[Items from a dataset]

··········

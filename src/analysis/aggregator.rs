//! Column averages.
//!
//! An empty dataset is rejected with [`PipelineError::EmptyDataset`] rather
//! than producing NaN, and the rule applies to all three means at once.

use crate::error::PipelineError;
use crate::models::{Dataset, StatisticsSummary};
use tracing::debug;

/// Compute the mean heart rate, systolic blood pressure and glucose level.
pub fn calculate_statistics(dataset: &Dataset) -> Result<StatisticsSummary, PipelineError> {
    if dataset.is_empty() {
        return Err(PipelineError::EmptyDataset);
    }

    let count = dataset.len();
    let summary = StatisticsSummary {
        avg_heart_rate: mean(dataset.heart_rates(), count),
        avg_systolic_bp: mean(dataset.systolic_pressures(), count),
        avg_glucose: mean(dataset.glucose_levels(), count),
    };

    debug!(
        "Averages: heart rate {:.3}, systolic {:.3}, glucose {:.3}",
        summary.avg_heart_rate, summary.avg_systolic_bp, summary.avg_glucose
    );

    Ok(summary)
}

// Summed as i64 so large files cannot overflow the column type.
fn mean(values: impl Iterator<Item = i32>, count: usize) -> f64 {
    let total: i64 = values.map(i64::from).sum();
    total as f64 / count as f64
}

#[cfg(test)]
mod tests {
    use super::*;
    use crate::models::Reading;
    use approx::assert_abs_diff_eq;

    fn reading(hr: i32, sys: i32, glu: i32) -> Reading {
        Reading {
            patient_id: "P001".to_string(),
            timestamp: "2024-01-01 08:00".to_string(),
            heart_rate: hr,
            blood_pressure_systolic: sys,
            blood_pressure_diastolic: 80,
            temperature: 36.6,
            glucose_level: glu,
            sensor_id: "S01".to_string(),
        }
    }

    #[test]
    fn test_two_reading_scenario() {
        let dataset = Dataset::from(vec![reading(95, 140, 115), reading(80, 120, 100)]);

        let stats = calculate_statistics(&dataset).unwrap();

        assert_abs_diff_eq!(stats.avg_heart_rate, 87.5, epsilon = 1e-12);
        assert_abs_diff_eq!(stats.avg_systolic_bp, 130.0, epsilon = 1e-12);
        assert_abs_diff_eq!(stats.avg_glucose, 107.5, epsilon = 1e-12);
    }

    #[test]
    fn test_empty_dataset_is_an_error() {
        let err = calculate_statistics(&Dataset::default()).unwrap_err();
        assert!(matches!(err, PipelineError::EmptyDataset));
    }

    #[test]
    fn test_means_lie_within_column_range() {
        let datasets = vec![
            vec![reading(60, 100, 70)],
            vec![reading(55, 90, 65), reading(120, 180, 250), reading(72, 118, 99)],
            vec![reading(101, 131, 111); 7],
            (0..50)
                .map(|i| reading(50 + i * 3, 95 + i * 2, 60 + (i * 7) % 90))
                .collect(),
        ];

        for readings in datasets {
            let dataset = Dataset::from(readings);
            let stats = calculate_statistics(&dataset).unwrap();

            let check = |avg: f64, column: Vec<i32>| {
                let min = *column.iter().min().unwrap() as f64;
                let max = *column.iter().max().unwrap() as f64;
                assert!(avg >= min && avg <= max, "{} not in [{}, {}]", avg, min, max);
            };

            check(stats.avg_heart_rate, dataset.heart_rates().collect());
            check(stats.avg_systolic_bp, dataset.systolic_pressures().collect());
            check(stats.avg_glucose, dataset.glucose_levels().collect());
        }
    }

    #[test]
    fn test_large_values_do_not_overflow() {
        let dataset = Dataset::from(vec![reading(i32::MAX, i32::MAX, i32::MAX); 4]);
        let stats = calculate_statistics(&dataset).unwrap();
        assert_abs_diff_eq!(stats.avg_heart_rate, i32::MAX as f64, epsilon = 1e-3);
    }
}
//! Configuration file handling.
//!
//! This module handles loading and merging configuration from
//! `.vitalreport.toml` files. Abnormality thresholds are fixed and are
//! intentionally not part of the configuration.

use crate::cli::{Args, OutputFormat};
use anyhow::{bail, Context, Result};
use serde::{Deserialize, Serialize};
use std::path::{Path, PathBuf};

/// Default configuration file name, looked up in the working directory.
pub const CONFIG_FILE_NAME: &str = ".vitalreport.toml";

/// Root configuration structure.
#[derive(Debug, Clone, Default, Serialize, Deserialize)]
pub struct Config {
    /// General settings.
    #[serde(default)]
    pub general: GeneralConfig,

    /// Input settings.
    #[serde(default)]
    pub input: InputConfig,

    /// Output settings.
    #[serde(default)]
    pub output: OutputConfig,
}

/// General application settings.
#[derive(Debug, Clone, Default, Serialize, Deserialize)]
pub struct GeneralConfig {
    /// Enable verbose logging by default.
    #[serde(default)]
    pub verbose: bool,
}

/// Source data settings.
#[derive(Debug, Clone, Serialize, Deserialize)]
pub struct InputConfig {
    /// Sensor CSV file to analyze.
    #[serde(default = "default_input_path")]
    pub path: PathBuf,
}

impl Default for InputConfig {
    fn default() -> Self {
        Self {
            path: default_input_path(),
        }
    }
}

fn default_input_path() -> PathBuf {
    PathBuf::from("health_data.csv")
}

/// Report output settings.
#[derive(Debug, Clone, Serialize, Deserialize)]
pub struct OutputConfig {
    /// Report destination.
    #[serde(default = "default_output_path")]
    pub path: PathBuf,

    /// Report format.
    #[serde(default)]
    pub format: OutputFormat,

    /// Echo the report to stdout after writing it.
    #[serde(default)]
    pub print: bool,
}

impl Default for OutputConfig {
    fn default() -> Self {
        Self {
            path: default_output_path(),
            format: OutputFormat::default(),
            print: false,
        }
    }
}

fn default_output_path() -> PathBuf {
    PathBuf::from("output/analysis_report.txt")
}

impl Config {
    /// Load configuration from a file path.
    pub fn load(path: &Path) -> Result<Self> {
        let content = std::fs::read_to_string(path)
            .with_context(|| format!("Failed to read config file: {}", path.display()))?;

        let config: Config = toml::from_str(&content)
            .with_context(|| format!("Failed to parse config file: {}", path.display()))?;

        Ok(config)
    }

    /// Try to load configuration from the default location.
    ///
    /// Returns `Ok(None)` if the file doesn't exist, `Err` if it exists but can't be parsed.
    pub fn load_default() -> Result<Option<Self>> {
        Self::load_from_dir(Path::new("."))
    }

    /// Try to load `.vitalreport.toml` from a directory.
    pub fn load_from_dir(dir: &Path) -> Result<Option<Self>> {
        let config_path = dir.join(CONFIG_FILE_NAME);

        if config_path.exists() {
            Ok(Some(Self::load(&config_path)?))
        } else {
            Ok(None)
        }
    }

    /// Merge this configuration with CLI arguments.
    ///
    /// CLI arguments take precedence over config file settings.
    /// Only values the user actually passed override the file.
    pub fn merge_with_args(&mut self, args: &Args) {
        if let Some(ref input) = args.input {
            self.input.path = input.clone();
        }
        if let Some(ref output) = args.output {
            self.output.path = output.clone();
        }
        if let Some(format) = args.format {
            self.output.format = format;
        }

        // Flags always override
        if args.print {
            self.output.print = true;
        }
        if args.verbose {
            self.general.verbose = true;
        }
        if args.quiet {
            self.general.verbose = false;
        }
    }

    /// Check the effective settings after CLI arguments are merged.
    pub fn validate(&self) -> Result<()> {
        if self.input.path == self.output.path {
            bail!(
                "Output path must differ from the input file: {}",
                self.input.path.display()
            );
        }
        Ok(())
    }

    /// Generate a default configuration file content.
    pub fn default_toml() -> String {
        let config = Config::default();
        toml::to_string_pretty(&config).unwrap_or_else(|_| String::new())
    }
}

··········

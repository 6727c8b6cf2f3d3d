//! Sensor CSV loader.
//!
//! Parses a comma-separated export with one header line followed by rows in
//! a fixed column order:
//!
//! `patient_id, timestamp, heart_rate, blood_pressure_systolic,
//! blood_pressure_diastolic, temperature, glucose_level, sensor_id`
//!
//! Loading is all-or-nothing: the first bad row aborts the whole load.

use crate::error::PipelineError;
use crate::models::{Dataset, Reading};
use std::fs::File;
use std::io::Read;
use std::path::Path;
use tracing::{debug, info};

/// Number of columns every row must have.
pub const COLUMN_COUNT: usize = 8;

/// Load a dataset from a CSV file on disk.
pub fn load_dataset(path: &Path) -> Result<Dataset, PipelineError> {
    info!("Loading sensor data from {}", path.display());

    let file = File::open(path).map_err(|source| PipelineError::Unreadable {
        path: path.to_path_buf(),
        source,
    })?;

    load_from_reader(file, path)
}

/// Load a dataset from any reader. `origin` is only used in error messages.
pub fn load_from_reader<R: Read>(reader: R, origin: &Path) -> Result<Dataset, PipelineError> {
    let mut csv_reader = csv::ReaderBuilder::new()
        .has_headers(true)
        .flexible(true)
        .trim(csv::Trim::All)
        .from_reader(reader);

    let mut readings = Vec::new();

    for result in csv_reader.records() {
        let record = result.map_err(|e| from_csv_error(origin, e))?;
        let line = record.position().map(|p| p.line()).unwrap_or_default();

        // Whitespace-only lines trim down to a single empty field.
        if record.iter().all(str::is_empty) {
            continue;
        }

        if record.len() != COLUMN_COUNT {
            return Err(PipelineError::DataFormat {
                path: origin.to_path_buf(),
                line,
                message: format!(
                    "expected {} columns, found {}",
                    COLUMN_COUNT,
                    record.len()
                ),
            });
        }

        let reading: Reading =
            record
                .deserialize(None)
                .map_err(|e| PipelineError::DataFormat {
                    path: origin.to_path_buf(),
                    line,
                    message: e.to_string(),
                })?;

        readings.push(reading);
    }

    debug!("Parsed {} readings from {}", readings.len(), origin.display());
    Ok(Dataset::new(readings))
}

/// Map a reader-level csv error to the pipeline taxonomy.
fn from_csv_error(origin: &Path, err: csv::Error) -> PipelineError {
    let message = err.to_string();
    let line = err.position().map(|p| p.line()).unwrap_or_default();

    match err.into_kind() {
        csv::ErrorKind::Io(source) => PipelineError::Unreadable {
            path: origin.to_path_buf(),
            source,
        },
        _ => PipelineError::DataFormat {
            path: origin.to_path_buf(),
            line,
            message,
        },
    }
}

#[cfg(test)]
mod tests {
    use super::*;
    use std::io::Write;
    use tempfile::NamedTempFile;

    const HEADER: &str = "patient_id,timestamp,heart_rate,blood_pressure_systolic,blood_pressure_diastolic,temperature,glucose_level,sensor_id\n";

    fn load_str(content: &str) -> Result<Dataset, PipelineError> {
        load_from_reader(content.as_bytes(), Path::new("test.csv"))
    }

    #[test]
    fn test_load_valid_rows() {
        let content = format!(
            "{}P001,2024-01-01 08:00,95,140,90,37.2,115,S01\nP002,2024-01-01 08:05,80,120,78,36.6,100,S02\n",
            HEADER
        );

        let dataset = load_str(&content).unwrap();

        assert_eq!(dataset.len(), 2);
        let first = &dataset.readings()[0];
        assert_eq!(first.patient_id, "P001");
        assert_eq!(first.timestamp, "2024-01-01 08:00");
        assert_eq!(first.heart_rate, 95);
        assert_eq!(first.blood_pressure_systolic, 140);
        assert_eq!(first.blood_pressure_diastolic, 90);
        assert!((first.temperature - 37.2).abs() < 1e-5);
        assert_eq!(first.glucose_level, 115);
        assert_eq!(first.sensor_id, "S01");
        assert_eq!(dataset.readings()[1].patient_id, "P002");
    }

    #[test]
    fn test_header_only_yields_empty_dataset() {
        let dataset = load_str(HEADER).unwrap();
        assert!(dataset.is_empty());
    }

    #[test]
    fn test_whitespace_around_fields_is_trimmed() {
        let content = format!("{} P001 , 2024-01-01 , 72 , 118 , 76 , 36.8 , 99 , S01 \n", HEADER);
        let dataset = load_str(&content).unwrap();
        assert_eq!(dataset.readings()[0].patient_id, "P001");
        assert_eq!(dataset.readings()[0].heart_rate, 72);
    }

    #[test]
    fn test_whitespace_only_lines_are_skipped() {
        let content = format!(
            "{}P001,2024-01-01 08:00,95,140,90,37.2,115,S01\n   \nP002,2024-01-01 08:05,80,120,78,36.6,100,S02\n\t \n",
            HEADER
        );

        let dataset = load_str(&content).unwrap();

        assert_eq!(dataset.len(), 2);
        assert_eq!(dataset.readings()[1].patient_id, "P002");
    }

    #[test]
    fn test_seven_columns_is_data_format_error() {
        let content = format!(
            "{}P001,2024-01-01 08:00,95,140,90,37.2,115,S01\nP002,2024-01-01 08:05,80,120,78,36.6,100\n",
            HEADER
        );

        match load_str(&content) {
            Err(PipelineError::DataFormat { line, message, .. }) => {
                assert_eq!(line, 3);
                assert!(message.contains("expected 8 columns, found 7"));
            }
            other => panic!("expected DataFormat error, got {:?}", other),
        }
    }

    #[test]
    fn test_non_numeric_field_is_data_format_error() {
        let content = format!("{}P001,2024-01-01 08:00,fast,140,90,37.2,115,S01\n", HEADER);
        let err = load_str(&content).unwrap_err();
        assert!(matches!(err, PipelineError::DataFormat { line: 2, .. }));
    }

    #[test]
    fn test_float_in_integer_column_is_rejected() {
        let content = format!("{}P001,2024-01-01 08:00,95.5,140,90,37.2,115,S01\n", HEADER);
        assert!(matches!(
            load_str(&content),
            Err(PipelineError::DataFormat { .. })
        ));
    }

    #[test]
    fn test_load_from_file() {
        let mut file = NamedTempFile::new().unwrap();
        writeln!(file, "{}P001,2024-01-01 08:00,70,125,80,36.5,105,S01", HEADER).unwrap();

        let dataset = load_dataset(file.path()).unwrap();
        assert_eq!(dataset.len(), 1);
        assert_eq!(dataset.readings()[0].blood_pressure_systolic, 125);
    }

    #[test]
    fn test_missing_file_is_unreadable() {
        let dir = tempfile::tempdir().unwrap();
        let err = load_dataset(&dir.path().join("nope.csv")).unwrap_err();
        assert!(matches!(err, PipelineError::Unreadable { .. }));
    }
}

··········

• [What to produce]
From the data above, output only the lines between the line containing "General application settings." and the line containing "pub fn load_default()", inclusive, exactly as written.

• [The answer]
/// General application settings.
#[derive(Debug, Clone, Default, Serialize, Deserialize)]
pub struct GeneralConfig {
    /// Enable verbose logging by default.
    #[serde(default)]
    pub verbose: bool,
}

/// Source data settings.
#[derive(Debug, Clone, Serialize, Deserialize)]
pub struct InputConfig {
    /// Sensor CSV file to analyze.
    #[serde(default = "default_input_path")]
    pub path: PathBuf,
}

impl Default for InputConfig {
    fn default() -> Self {
        Self {
            path: default_input_path(),
        }
    }
}

fn default_input_path() -> PathBuf {
    PathBuf::from("health_data.csv")
}

/// Report output settings.
#[derive(Debug, Clone, Serialize, Deserialize)]
pub struct OutputConfig {
    /// Report destination.
    #[serde(default = "default_output_path")]
    pub path: PathBuf,

    /// Report format.
    #[serde(default)]
    pub format: OutputFormat,

    /// Echo the report to stdout after writing it.
    #[serde(default)]
    pub print: bool,
}

impl Default for OutputConfig {
    fn default() -> Self {
        Self {
            path: default_output_path(),
            format: OutputFormat::default(),
            print: false,
        }
    }
}

fn default_output_path() -> PathBuf {
    PathBuf::from("output/analysis_report.txt")
}

impl Config {
    /// Load configuration from a file path.
    pub fn load(path: &Path) -> Result<Self> {
        let content = std::fs::read_to_string(path)
            .with_context(|| format!("Failed to read config file: {}", path.display()))?;

        let config: Config = toml::from_str(&content)
            .with_context(|| format!("Failed to parse config file: {}", path.display()))?;

        Ok(config)
    }

    /// Try to load configuration from the default location.
    ///
    /// Returns `Ok(None)` if the file doesn't exist, `Err` if it exists but can't be parsed.
    pub fn load_default() -> Result<Option<Self>> {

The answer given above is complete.